We're already familiar with many submarines and ships taking on a similar duty but this one can be considered a smaller version. The squid-like robot swims freely without any cables and generates jets of water to forge forward.
The detail of the work has been published in a recent issue of Bioinspiration and Biomimetics.
The design is pretty delicately unearthed to not damage fish and coral throughout the exploration. It mainly involves soft materials such as acrylic polymer and a few 3D printed and laser-cut parts. In the end, no one would rather make matters worse while trying to be helpful.
The robot quite functions as a big pump to swim around. It takes a volume of water to lay up elastic energy inside its body, then depletes the energy by compressing its body, in turn, it moves forward and directs itself.
At each end of the robot, there are two circular plates placed in. The one in the front supports a camera to guide its way while the other one acts as a power-motor, which helps eject the water inside.

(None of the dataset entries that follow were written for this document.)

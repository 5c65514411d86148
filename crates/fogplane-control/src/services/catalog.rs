//! Registries and catalog items.

use serde_json::json;

use crate::db::{CatalogItem, NewCatalogItem, NewRegistry, Registry};
use crate::error::{ControlError, ControlResult};

use super::change_tracking::ChangeEvent;
use super::{Caller, Deferred, Services};

#[derive(Clone)]
pub struct CatalogService {
    ctx: Services,
}

impl CatalogService {
    pub fn new(ctx: Services) -> Self {
        Self { ctx }
    }

    /// Add a registry. Every agent re-fetches its registry list.
    pub async fn add_registry(&self, registry: NewRegistry) -> ControlResult<Registry> {
        let result = async {
            if registry.url.trim().is_empty() {
                return Err(ControlError::validation("registry url is required"));
            }
            let mut tx = self.ctx.store().begin().await?;
            let created = tx.insert_registry(&registry).await?;
            let tracker = self.ctx.tracker();
            for fog in tx.list_fogs().await? {
                tracker
                    .update(&mut *tx, Some(fog.uuid), ChangeEvent::Registries)
                    .await?;
            }
            tx.commit().await?;

            let mut deferred = Deferred::default();
            deferred.audit("created", "registry", created.id, json!({"url": created.url}));
            self.ctx.finish(deferred).await;
            Ok(created)
        }
        .await;
        self.ctx.observe("add_registry", &result);
        result
    }

    pub async fn add_catalog_item(&self, item: NewCatalogItem) -> ControlResult<CatalogItem> {
        let result = async {
            if item.name.trim().is_empty() {
                return Err(ControlError::validation("catalog item name is required"));
            }
            if item.images.is_empty() {
                return Err(ControlError::validation(format!(
                    "catalog item {} requires at least one image",
                    item.name
                )));
            }
            let registry_id = item
                .registry_id
                .unwrap_or(self.ctx.config().default_registry_id);

            let mut tx = self.ctx.store().begin().await?;
            if tx.find_registry(registry_id).await?.is_none() {
                return Err(ControlError::not_found(format!(
                    "registry {registry_id} not found"
                )));
            }
            let created = tx.insert_catalog_item(&item, registry_id).await?;
            tx.commit().await?;

            let mut deferred = Deferred::default();
            deferred.audit(
                "created",
                "catalog_item",
                created.id,
                json!({"name": created.name, "category": created.category}),
            );
            self.ctx.finish(deferred).await;
            Ok(created)
        }
        .await;
        self.ctx.observe("add_catalog_item", &result);
        result
    }

    /// System items are hidden from API callers.
    pub async fn get_catalog_item(&self, id: i64, caller: Caller) -> ControlResult<CatalogItem> {
        let mut tx = self.ctx.store().begin().await?;
        match tx.find_catalog_item(id).await? {
            Some(item) if caller.is_privileged() || !item.is_system() => Ok(item),
            _ => Err(ControlError::not_found(format!(
                "catalog item {id} not found"
            ))),
        }
    }
}

#[cfg(test)]
mod tests {
    use super::*;
    use crate::db::{ChangeFlag, SYSTEM_CATEGORY};
    use crate::services::testing::*;

    fn item(name: &str, category: &str) -> NewCatalogItem {
        NewCatalogItem {
            name: name.to_string(),
            category: category.to_string(),
            registry_id: None,
            images: images(),
        }
    }

    #[tokio::test]
    async fn items_default_to_the_configured_registry() {
        let services = services();
        let created = services
            .catalog()
            .add_catalog_item(item("web", "USER"))
            .await
            .unwrap();
        assert_eq!(created.registry_id, services.config().default_registry_id);

        let err = services
            .catalog()
            .add_catalog_item(item("web", "USER"))
            .await
            .unwrap_err();
        assert!(matches!(err, ControlError::DuplicateProperty(_)));
    }

    #[tokio::test]
    async fn unknown_registry_is_not_found() {
        let services = services();
        let mut missing = item("web", "USER");
        missing.registry_id = Some(999);
        let err = services.catalog().add_catalog_item(missing).await.unwrap_err();
        assert!(matches!(err, ControlError::NotFound(_)));
    }

    #[tokio::test]
    async fn system_items_are_hidden_from_api_callers() {
        let services = services();
        let created = services
            .catalog()
            .add_catalog_item(item("router", SYSTEM_CATEGORY))
            .await
            .unwrap();
        assert!(services
            .catalog()
            .get_catalog_item(created.id, Caller::Api)
            .await
            .is_err());
        assert!(services
            .catalog()
            .get_catalog_item(created.id, Caller::Cli)
            .await
            .unwrap()
            .is_system());
    }

    #[tokio::test]
    async fn new_registry_advances_every_agent() {
        let services = services();
        let f = create_agent(&services, "agent-f", "10.0.0.1").await;
        let g = create_agent(&services, "agent-g", "10.0.0.2").await;
        services
            .catalog()
            .add_registry(NewRegistry {
                url: "registry.example.com".into(),
                is_public: false,
            })
            .await
            .unwrap();
        for fog in [f.uuid, g.uuid] {
            assert_eq!(changes(&services, fog).await.revision(ChangeFlag::Registries), 1);
        }
    }
}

“Essentially, we recreated all the key features that squids use for high-speed swimming,” Michael T. Tolley, one of the paper’s senior authors and a professor in the Department of Mechanical and Aerospace Engineering at UC San Diego, said. “This is the first untethered robot that can generate jet pulses for rapid locomotion like the squid and can achieve these jet pulses by changing its body shape, which improves swimming efficiency.”